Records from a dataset
──────

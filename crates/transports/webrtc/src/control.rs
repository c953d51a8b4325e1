//! Control-channel protocols
//!
//! Latency measurement runs on the "ping" channel with bare `ping`/`pong` text.
//! The "data" channel carries JSON objects with a `type` field: `userState`
//! mirrors a peer's [`MirrorState`], `dm` is a direct message. Anything else
//! is relayed to the local application untouched.

use std::net::Ipv4Addr;
use std::time::{Duration, Instant};

use chrono::{DateTime, Utc};
use serde::Deserialize;
use serde_json::{json, Map, Value};
use tracing::warn;

use crate::mirror::MirrorState;
use crate::{Error, Result};

pub const PING: &str = "ping";
pub const PONG: &str = "pong";

/// Type tag of state mirroring messages
pub const USER_STATE: &str = "userState";

/// Type tag of direct messages
pub const DIRECT_MESSAGE: &str = "dm";

/// Result of handling a pong
#[derive(Debug, Clone, Copy, PartialEq, Eq)]
pub enum PongOutcome {
    /// Round trip measured
    Latency(Duration),
    /// No ping is outstanding
    Unsolicited,
    /// Clock did not advance between ping and pong
    NonPositive,
}

/// Ping bookkeeping for one connection
#[derive(Debug, Default, Clone)]
pub struct PingTracker {
    outstanding: Option<Instant>,
    last_ping_at: Option<DateTime<Utc>>,
    latency: Option<Duration>,
}

impl PingTracker {
    /// Record that a ping was sent at `at`
    pub fn record_ping(&mut self, at: Instant) {
        self.outstanding = Some(at);
        self.last_ping_at = Some(Utc::now());
    }

    /// Match a pong received at `at` against the outstanding ping
    pub fn record_pong(&mut self, at: Instant) -> PongOutcome {
        let Some(sent) = self.outstanding.take() else {
            return PongOutcome::Unsolicited;
        };
        match at.checked_duration_since(sent) {
            Some(rtt) if !rtt.is_zero() => {
                self.latency = Some(rtt);
                PongOutcome::Latency(rtt)
            }
            _ => PongOutcome::NonPositive,
        }
    }

    /// Last measured round trip
    pub fn latency(&self) -> Option<Duration> {
        self.latency
    }

    /// Wall-clock time of the last ping sent
    pub fn last_ping_at(&self) -> Option<DateTime<Utc>> {
        self.last_ping_at
    }
}

/// `userState` message announcing our state
pub fn user_state_message(state: &MirrorState) -> Result<String> {
    Ok(serde_json::to_string(&json!({
        "type": USER_STATE,
        "userState": state,
    }))?)
}

/// Decode a data-channel message into a JSON object
pub fn parse_peer_message(text: &str) -> Result<Map<String, Value>> {
    match serde_json::from_str(text)? {
        Value::Object(map) => Ok(map),
        other => Err(Error::ProtocolViolation(format!(
            "expected a JSON object, got {}",
            other
        ))),
    }
}

/// The peer's in-chat flag from a `userState` message, if present
pub fn peer_in_chat(message: &Map<String, Value>) -> Option<bool> {
    message
        .get("userState")
        .and_then(|state| state.get("isInChat"))
        .and_then(Value::as_bool)
}

/// Message from the local application on the control socket
#[derive(Debug, Clone, PartialEq, Deserialize)]
#[serde(tag = "type")]
pub enum BridgeCommand {
    /// Relay the raw text to one peer or to all
    #[serde(rename = "dc")]
    Relay {
        #[serde(rename = "Target", default)]
        target: Option<Ipv4Addr>,
    },

    /// Replace the local mirror state and push it to every peer
    #[serde(rename = "mirrorLocalState")]
    MirrorLocalState {
        #[serde(rename = "userState")]
        user_state: MirrorState,
    },

    /// Direct message to all peers or a subset. Entries are kept as text
    /// so one bad address does not reject the message; see
    /// [`direct_message_targets`].
    #[serde(rename = "dm")]
    DirectMessage {
        #[serde(rename = "targetPeers", default)]
        target_peers: Vec<String>,
    },

    /// Broadcast the raw text to every peer
    #[serde(rename = "userState")]
    UserState,

    /// Request an immediate `rtc_status` event
    #[serde(rename = "getStatus")]
    GetStatus,
}

impl BridgeCommand {
    pub fn parse(text: &str) -> Result<Self> {
        serde_json::from_str(text).map_err(|e| Error::ProtocolViolation(format!("bad control message: {}", e)))
    }
}

/// Recipients of a direct message. An empty list means every peer
/// (`None`); otherwise the valid addresses, skipping entries that are not
/// IPv4 addresses. A list with no valid entry reaches nobody.
pub fn direct_message_targets(target_peers: &[String]) -> Option<Vec<Ipv4Addr>> {
    if target_peers.is_empty() {
        return None;
    }
    let targets = target_peers
        .iter()
        .filter_map(|entry| match entry.parse::<Ipv4Addr>() {
            Ok(addr) => Some(addr),
            Err(_) => {
                warn!(target = %entry, "Skipping direct message target that is not an IPv4 address");
                None
            }
        })
        .collect();
    Some(targets)
}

──────

Exercise instructions
Copy every entry exactly; no part may be left out.

Result of the exercise
filename crates/transports/webrtc/src/control.rs
repository c953d51a8b4325e1
//! Control-channel protocols
//!
//! Latency measurement runs on the "ping" channel with bare `ping`/`pong` text.
//! The "data" channel carries JSON objects with a `type` field: `userState`
//! mirrors a peer's [`MirrorState`], `dm` is a direct message. Anything else
//! is relayed to the local application untouched.

use std::net::Ipv4Addr;
use std::time::{Duration, Instant};

use chrono::{DateTime, Utc};
use serde::Deserialize;
use serde_json::{json, Map, Value};
use tracing::warn;

use crate::mirror::MirrorState;
use crate::{Error, Result};

pub const PING: &str = "ping";
pub const PONG: &str = "pong";

/// Type tag of state mirroring messages
pub const USER_STATE: &str = "userState";

/// Type tag of direct messages
pub const DIRECT_MESSAGE: &str = "dm";

/// Result of handling a pong
#[derive(Debug, Clone, Copy, PartialEq, Eq)]
pub enum PongOutcome {
    /// Round trip measured
    Latency(Duration),
    /// No ping is outstanding
    Unsolicited,
    /// Clock did not advance between ping and pong
    NonPositive,
}

/// Ping bookkeeping for one connection
#[derive(Debug, Default, Clone)]
pub struct PingTracker {
    outstanding: Option<Instant>,
    last_ping_at: Option<DateTime<Utc>>,
    latency: Option<Duration>,
}

impl PingTracker {
    /// Record that a ping was sent at `at`
    pub fn record_ping(&mut self, at: Instant) {
        self.outstanding = Some(at);
        self.last_ping_at = Some(Utc::now());
    }

    /// Match a pong received at `at` against the outstanding ping
    pub fn record_pong(&mut self, at: Instant) -> PongOutcome {
        let Some(sent) = self.outstanding.take() else {
            return PongOutcome::Unsolicited;
        };
        match at.checked_duration_since(sent) {
            Some(rtt) if !rtt.is_zero() => {
                self.latency = Some(rtt);
                PongOutcome::Latency(rtt)
            }
            _ => PongOutcome::NonPositive,
        }
    }

    /// Last measured round trip
    pub fn latency(&self) -> Option<Duration> {
        self.latency
    }

    /// Wall-clock time of the last ping sent
    pub fn last_ping_at(&self) -> Option<DateTime<Utc>> {
        self.last_ping_at
    }
}

/// `userState` message announcing our state
pub fn user_state_message(state: &MirrorState) -> Result<String> {
    Ok(serde_json::to_string(&json!({
        "type": USER_STATE,
        "userState": state,
    }))?)
}

/// Decode a data-channel message into a JSON object
pub fn parse_peer_message(text: &str) -> Result<Map<String, Value>> {
    match serde_json::from_str(text)? {
        Value::Object(map) => Ok(map),
        other => Err(Error::ProtocolViolation(format!(
            "expected a JSON object, got {}",
            other
        ))),
    }
}

/// The peer's in-chat flag from a `userState` message, if present
pub fn peer_in_chat(message: &Map<String, Value>) -> Option<bool> {
    message
        .get("userState")
        .and_then(|state| state.get("isInChat"))
        .and_then(Value::as_bool)
}

/// Message from the local application on the control socket
#[derive(Debug, Clone, PartialEq, Deserialize)]
#[serde(tag = "type")]
pub enum BridgeCommand {
    /// Relay the raw text to one peer or to all
    #[serde(rename = "dc")]
    Relay {
        #[serde(rename = "Target", default)]
        target: Option<Ipv4Addr>,
    },

    /// Replace the local mirror state and push it to every peer
    #[serde(rename = "mirrorLocalState")]
    MirrorLocalState {
        #[serde(rename = "userState")]
        user_state: MirrorState,
    },

    /// Direct message to all peers or a subset. Entries are kept as text
    /// so one bad address does not reject the message; see
    /// [`direct_message_targets`].
    #[serde(rename = "dm")]
    DirectMessage {
        #[serde(rename = "targetPeers", default)]
        target_peers: Vec<String>,
    },

    /// Broadcast the raw text to every peer
    #[serde(rename = "userState")]
    UserState,

    /// Request an immediate `rtc_status` event
    #[serde(rename = "getStatus")]
    GetStatus,
}

impl BridgeCommand {
    pub fn parse(text: &str) -> Result<Self> {
        serde_json::from_str(text).map_err(|e| Error::ProtocolViolation(format!("bad control message: {}", e)))
    }
}

/// Recipients of a direct message. An empty list means every peer
/// (`None`); otherwise the valid addresses, skipping entries that are not
/// IPv4 addresses. A list with no valid entry reaches nobody.
pub fn direct_message_targets(target_peers: &[String]) -> Option<Vec<Ipv4Addr>> {
    if target_peers.is_empty() {
        return None;
    }
    let targets = target_peers
        .iter()
        .filter_map(|entry| match entry.parse::<Ipv4Addr>() {
            Ok(addr) => Some(addr),
            Err(_) => {
                warn!(target = %entry, "Skipping direct message target that is not an IPv4 address");
                None
            }
        })
        .collect();
    Some(targets)
}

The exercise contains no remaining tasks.